//! Recording test doubles for any function type.
//!
//! Name a function type, register what it should return for which
//! arguments, and build a callable of exactly that type to hand to the code
//! under test. Every call is recorded and can be asserted on afterwards.
//!
//! ```
//! use funcmock::{Builder, Panicking, impl_native_slot};
//!
//! #[derive(Debug, Clone, PartialEq)]
//! struct LookupError(String);
//! impl_native_slot!(LookupError);
//!
//! type Lookup = dyn Fn(String, String) -> Result<String, LookupError>;
//!
//! let lookup = Builder::<Lookup>::new();
//! lookup.on(("eu", "alice")).returns(("alice@eu", None::<LookupError>));
//! lookup.on(("us", "bob")).returns((None::<String>, LookupError("gone".into())));
//!
//! let f = lookup.build();
//! assert_eq!(f("eu".into(), "alice".into()), Ok("alice@eu".to_string()));
//! assert_eq!(f("us".into(), "bob".into()), Err(LookupError("gone".into())));
//!
//! assert!(lookup.assert_expectations(&Panicking));
//! assert!(lookup.assert_number_of_calls(&Panicking, 2));
//! ```
//!
//! # Return values
//!
//! A return type is rebuilt slot by slot from the registered results. Any
//! slot that was not registered, or was registered as `None`, becomes the
//! zero value of its declared type (`Default::default()`).
//!
//! # Features
//!
//! - `derive` (default): `#[derive(Slot)]` for carrying user types
//! - `profiling`: instrument the call path with `profiling` scopes

mod builder;
mod signature;

pub use builder::{Builder, for_fn, like};
pub use signature::{CallAdapter, FnSample, Signature};

pub use funcmock_core::{
    ConversionError, FunctionFlags, FunctionTypeDescriptor, IntoValue, IntoValues, NativeBox,
    NativeValue, Params, Rest, Returns, Slot, TypeDescriptor, TypeKind, Value, impl_native_slot,
    result_slot, short_type_name,
};
pub use funcmock_engine::{
    Arguments, Call, CallRecord, IntoMatcher, IntoMatchers, Matcher, Mock, MockError, Panicking,
    Reporter, TestData, TestDataGuard, any, eq, matched_by, of_type,
};

#[cfg(feature = "derive")]
pub use funcmock_macros::Slot;

/// Method name under which every function mock registers and answers calls.
pub const CALL_SITE: &str = "func";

§ **Action item**:
Output all entries exactly as given above.

§ **Exercise solution**:
//! Recording test doubles for any function type.
//!
//! Name a function type, register what it should return for which
//! arguments, and build a callable of exactly that type to hand to the code
//! under test. Every call is recorded and can be asserted on afterwards.
//!
//! ```
//! use funcmock::{Builder, Panicking, impl_native_slot};
//!
//! #[derive(Debug, Clone, PartialEq)]
//! struct LookupError(String);
//! impl_native_slot!(LookupError);
//!
//! type Lookup = dyn Fn(String, String) -> Result<String, LookupError>;
//!
//! let lookup = Builder::<Lookup>::new();
//! lookup.on(("eu", "alice")).returns(("alice@eu", None::<LookupError>));
//! lookup.on(("us", "bob")).returns((None::<String>, LookupError("gone".into())));
//!
//! let f = lookup.build();
//! assert_eq!(f("eu".into(), "alice".into()), Ok("alice@eu".to_string()));
//! assert_eq!(f("us".into(), "bob".into()), Err(LookupError("gone".into())));
//!
//! assert!(lookup.assert_expectations(&Panicking));
//! assert!(lookup.assert_number_of_calls(&Panicking, 2));
//! ```
//!
//! # Return values
//!
//! A return type is rebuilt slot by slot from the registered results. Any
//! slot that was not registered, or was registered as `None`, becomes the
//! zero value of its declared type (`Default::default()`).
//!
//! # Features
//!
//! - `derive` (default): `#[derive(Slot)]` for carrying user types
//! - `profiling`: instrument the call path with `profiling` scopes

mod builder;
mod signature;

pub use builder::{Builder, for_fn, like};
pub use signature::{CallAdapter, FnSample, Signature};

pub use funcmock_core::{
    ConversionError, FunctionFlags, FunctionTypeDescriptor, IntoValue, IntoValues, NativeBox,
    NativeValue, Params, Rest, Returns, Slot, TypeDescriptor, TypeKind, Value, impl_native_slot,
    result_slot, short_type_name,
};
pub use funcmock_engine::{
    Arguments, Call, CallRecord, IntoMatcher, IntoMatchers, Matcher, Mock, MockError, Panicking,
    Reporter, TestData, TestDataGuard, any, eq, matched_by, of_type,
};

#[cfg(feature = "derive")]
pub use funcmock_macros::Slot;

/// Method name under which every function mock registers and answers calls.
pub const CALL_SITE: &str = "func";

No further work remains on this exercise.